What to produce => For the records that follow, give the number of lines in which the word "anyhow" occurs, with nothing added.
START Listed entries
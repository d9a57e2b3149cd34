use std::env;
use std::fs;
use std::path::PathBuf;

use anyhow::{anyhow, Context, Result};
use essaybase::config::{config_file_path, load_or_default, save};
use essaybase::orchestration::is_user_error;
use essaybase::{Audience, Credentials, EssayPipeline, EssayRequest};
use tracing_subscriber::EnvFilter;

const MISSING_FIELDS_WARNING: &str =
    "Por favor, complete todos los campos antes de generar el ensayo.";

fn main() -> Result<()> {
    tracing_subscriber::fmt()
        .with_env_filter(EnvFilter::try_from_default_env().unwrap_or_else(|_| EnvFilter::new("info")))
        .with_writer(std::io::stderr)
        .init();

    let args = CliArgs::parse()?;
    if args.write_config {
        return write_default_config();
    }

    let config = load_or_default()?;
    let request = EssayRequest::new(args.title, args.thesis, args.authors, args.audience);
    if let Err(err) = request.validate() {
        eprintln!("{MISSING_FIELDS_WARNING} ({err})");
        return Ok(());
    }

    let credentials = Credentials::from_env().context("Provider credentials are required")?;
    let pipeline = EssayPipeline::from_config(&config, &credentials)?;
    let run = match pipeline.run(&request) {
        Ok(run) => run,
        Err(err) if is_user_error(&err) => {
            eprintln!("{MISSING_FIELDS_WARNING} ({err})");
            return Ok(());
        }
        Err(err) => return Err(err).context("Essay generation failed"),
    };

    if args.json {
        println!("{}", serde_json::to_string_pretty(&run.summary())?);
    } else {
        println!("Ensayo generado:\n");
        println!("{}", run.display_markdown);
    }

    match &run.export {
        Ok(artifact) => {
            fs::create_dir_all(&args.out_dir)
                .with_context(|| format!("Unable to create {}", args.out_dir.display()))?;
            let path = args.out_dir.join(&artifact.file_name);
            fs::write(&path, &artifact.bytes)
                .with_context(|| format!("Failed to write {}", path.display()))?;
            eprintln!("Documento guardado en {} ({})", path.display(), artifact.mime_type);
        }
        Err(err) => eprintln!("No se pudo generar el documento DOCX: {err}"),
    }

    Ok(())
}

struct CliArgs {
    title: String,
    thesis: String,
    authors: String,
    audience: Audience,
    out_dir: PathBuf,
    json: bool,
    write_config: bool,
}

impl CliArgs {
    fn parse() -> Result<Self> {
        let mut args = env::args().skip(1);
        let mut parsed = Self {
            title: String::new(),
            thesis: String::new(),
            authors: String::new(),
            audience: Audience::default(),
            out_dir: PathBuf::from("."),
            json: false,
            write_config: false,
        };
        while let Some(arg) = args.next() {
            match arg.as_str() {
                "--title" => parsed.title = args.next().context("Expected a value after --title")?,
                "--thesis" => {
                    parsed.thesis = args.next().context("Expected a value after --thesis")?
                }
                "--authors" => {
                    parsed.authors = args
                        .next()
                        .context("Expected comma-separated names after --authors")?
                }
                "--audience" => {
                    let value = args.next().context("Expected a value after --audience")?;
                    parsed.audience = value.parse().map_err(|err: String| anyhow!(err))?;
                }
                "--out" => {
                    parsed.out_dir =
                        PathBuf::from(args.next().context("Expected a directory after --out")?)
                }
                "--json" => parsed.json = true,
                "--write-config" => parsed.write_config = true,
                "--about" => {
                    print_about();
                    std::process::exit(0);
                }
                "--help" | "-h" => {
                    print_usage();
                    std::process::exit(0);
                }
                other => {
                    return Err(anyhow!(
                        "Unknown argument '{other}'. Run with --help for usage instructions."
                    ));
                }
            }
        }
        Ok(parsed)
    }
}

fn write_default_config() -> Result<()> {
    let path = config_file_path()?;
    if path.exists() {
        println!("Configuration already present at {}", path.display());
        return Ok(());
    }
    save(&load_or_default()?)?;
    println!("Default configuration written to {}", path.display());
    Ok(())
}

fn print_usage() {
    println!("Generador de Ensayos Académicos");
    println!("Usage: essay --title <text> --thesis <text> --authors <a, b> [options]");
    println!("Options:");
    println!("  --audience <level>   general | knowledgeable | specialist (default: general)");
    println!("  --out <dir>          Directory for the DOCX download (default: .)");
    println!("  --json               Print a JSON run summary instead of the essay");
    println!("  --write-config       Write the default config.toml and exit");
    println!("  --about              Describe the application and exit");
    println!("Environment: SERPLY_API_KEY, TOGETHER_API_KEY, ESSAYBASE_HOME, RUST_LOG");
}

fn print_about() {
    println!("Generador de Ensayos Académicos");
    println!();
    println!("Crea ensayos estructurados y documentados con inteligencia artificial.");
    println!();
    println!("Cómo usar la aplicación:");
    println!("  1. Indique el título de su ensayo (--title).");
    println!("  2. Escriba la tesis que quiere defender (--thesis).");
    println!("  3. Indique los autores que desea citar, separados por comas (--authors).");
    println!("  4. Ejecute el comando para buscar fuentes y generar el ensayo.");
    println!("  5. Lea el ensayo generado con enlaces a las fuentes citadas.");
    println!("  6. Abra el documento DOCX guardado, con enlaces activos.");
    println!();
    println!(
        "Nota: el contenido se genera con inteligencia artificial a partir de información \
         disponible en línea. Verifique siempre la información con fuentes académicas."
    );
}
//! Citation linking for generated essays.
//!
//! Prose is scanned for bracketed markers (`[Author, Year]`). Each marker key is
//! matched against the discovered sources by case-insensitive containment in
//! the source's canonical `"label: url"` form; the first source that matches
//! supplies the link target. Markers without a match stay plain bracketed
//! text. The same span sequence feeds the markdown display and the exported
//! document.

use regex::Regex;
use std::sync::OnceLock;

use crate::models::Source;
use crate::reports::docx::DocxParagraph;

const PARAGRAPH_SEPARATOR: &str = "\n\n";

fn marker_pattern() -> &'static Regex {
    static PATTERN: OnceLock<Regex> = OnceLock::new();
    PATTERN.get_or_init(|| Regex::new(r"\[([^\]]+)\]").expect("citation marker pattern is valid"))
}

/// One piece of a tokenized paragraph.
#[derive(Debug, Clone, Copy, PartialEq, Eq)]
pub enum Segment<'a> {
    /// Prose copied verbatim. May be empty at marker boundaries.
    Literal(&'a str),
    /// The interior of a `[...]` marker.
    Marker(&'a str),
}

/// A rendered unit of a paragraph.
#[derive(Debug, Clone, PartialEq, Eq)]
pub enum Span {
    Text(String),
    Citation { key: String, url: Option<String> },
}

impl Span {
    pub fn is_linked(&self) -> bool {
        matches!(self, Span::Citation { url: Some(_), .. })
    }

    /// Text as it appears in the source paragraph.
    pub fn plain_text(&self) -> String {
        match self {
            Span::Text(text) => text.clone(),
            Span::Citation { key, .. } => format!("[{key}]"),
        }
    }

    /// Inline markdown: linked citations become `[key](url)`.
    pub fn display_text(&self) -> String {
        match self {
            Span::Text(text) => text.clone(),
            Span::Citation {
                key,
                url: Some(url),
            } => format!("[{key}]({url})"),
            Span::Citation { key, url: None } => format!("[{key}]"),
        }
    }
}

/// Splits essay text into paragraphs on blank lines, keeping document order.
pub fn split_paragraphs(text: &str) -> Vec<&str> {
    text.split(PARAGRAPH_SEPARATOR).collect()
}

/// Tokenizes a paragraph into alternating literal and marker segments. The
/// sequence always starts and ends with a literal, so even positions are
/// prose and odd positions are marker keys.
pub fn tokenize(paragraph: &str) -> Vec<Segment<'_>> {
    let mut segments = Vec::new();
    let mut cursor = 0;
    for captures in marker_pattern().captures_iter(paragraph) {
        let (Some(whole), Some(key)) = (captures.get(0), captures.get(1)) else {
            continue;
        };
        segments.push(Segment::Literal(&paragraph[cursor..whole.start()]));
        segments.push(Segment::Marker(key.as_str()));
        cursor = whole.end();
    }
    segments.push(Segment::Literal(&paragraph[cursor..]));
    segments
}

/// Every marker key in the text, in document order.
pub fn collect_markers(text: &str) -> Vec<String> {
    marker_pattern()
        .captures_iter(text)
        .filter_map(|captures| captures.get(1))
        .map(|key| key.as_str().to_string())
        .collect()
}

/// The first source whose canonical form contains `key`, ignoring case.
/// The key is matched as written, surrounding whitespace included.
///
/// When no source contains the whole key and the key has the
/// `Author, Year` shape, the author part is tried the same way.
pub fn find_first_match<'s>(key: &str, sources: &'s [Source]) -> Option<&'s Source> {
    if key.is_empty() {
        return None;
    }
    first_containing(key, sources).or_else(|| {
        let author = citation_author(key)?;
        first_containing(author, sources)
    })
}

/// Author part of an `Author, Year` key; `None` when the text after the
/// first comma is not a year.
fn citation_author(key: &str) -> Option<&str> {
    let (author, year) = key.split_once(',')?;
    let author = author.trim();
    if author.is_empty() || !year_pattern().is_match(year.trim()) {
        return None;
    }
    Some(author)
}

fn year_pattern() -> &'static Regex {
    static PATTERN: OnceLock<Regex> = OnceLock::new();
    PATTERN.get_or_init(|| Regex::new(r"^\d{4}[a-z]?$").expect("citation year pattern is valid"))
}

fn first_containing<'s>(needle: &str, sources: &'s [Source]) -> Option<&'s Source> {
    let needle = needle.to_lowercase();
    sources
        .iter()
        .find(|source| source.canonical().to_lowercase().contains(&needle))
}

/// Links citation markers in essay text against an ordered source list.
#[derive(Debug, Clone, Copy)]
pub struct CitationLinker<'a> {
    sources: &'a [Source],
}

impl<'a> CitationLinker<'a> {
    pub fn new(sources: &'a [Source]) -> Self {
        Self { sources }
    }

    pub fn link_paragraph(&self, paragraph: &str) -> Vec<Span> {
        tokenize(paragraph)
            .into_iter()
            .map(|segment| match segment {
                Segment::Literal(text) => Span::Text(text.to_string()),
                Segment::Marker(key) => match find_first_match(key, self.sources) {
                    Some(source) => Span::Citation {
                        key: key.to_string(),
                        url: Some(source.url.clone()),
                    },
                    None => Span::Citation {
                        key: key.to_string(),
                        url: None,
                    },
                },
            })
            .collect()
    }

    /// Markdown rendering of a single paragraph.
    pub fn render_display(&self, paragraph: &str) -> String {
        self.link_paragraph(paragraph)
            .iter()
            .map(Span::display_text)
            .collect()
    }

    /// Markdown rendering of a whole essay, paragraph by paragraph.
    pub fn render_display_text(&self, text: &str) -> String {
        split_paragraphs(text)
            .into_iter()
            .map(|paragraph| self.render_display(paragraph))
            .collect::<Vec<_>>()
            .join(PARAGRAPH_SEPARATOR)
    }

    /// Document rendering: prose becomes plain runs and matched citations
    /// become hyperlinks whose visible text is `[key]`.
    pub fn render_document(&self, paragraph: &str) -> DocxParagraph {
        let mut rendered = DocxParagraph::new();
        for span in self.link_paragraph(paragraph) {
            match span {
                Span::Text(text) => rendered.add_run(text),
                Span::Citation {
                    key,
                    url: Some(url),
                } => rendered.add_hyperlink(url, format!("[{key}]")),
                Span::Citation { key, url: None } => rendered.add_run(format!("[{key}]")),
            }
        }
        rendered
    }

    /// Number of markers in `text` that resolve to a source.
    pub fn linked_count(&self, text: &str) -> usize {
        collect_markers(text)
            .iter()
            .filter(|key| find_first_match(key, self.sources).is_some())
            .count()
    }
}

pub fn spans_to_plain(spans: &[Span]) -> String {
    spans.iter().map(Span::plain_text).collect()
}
END Listed entries
Your solution => 3